From the entries below, extract every line that includes the word "SBUF".

=======

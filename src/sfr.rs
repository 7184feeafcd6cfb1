//! Special function registers (SFRs).
//!
//! The upper half of internal data memory (`0x80..=0xFF`) is the SFR space.
//! Each register here has a fixed address and name. This module holds those
//! addresses, the name lookup used by the parser ([`by_name`], [`bit_by_name`]),
//! and the masks for the control bits the simulator reacts to.

/// Port 0 latch.
pub const P0: u8 = 0x80;
/// Stack pointer.
pub const SP: u8 = 0x81;
/// Data pointer low byte.
pub const DPL: u8 = 0x82;
/// Data pointer high byte.
pub const DPH: u8 = 0x83;
/// Power control.
pub const PCON: u8 = 0x87;
/// Timer/counter control.
pub const TCON: u8 = 0x88;
/// Timer/counter mode.
pub const TMOD: u8 = 0x89;
/// Timer 0 low byte.
pub const TL0: u8 = 0x8A;
/// Timer 1 low byte.
pub const TL1: u8 = 0x8B;
/// Timer 0 high byte.
pub const TH0: u8 = 0x8C;
/// Timer 1 high byte.
pub const TH1: u8 = 0x8D;
/// Port 1 latch.
pub const P1: u8 = 0x90;
/// Serial control.
pub const SCON: u8 = 0x98;
/// Serial data buffer.
pub const SBUF: u8 = 0x99;
/// Port 2 latch.
pub const P2: u8 = 0xA0;
/// Interrupt enable.
pub const IE: u8 = 0xA8;
/// Port 3 latch.
pub const P3: u8 = 0xB0;
/// Interrupt priority.
pub const IP: u8 = 0xB8;
/// Program status word.
pub const PSW: u8 = 0xD0;
/// Accumulator.
pub const ACC: u8 = 0xE0;
/// B register.
pub const B: u8 = 0xF0;

/// The bit address of the carry flag (`PSW.7`).
pub const CY_BIT: u8 = 0xD7;

const NAMES: &[(&str, u8)] = &[
    ("P0", P0), ("SP", SP), ("DPL", DPL), ("DPH", DPH), ("PCON", PCON),
    ("TCON", TCON), ("TMOD", TMOD), ("TL0", TL0), ("TL1", TL1), ("TH0", TH0), ("TH1", TH1),
    ("P1", P1), ("SCON", SCON), ("SBUF", SBUF), ("P2", P2), ("IE", IE),
    ("P3", P3), ("IP", IP), ("PSW", PSW), ("ACC", ACC), ("B", B),
];

// Named bits, as absolute bit addresses.
const BIT_NAMES: &[(&str, u8)] = &[
    // PSW
    ("C", 0xD7), ("CY", 0xD7), ("AC", 0xD6), ("F0", 0xD5), ("RS1", 0xD4),
    ("RS0", 0xD3), ("OV", 0xD2), ("P", 0xD0),
    // TCON
    ("TF1", 0x8F), ("TR1", 0x8E), ("TF0", 0x8D), ("TR0", 0x8C),
    ("IE1", 0x8B), ("IT1", 0x8A), ("IE0", 0x89), ("IT0", 0x88),
    // SCON
    ("SM0", 0x9F), ("SM1", 0x9E), ("SM2", 0x9D), ("REN", 0x9C),
    ("TB8", 0x9B), ("RB8", 0x9A), ("TI", 0x99), ("RI", 0x98),
    // IE
    ("EA", 0xAF), ("ES", 0xAC), ("ET1", 0xAB), ("EX1", 0xAA), ("ET0", 0xA9), ("EX0", 0xA8),
    // IP
    ("PS", 0xBC), ("PT1", 0xBB), ("PX1", 0xBA), ("PT0", 0xB9), ("PX0", 0xB8),
];

/// Looks up an SFR address by its name (case-insensitive).
pub fn by_name(name: &str) -> Option<u8> {
    NAMES.iter()
        .find(|(n, _)| n.eq_ignore_ascii_case(name))
        .map(|&(_, addr)| addr)
}

/// Gets the name of the SFR at the given address, if there is one.
pub fn name_of(addr: u8) -> Option<&'static str> {
    NAMES.iter()
        .find(|&&(_, a)| a == addr)
        .map(|&(n, _)| n)
}

/// Looks up a named bit (e.g., `TR0`, `EA`, `C`) and returns its bit address.
pub fn bit_by_name(name: &str) -> Option<u8> {
    BIT_NAMES.iter()
        .find(|(n, _)| n.eq_ignore_ascii_case(name))
        .map(|&(_, bit)| bit)
}

/// Gets the name of the bit at the given bit address, if it is named.
///
/// `C` is preferred over `CY` for the carry bit.
pub fn bit_name_of(bit: u8) -> Option<&'static str> {
    BIT_NAMES.iter()
        .find(|&&(_, b)| b == bit)
        .map(|&(n, _)| n)
}

/// Bit masks within `TCON`.
pub mod tcon {
    #![allow(missing_docs)]
    pub const TF1: u8 = 0x80;
    pub const TR1: u8 = 0x40;
    pub const TF0: u8 = 0x20;
    pub const TR0: u8 = 0x10;
    pub const IE1: u8 = 0x08;
    pub const IT1: u8 = 0x04;
    pub const IE0: u8 = 0x02;
    pub const IT0: u8 = 0x01;
}

/// Bit masks within `SCON`.
pub mod scon {
    #![allow(missing_docs)]
    pub const TI: u8 = 0x02;
    pub const RI: u8 = 0x01;
}

/// Bit masks within `IE`.
///
/// `IP` uses the same positions for each source's priority bit.
pub mod ie {
    #![allow(missing_docs)]
    pub const EA: u8 = 0x80;
    pub const ES: u8 = 0x10;
    pub const ET1: u8 = 0x08;
    pub const EX1: u8 = 0x04;
    pub const ET0: u8 = 0x02;
    pub const EX0: u8 = 0x01;
}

=======

__Response area__
pub const SBUF: u8 = 0x99;
    ("P1", P1), ("SCON", SCON), ("SBUF", SBUF), ("P2", P2), ("IE", IE),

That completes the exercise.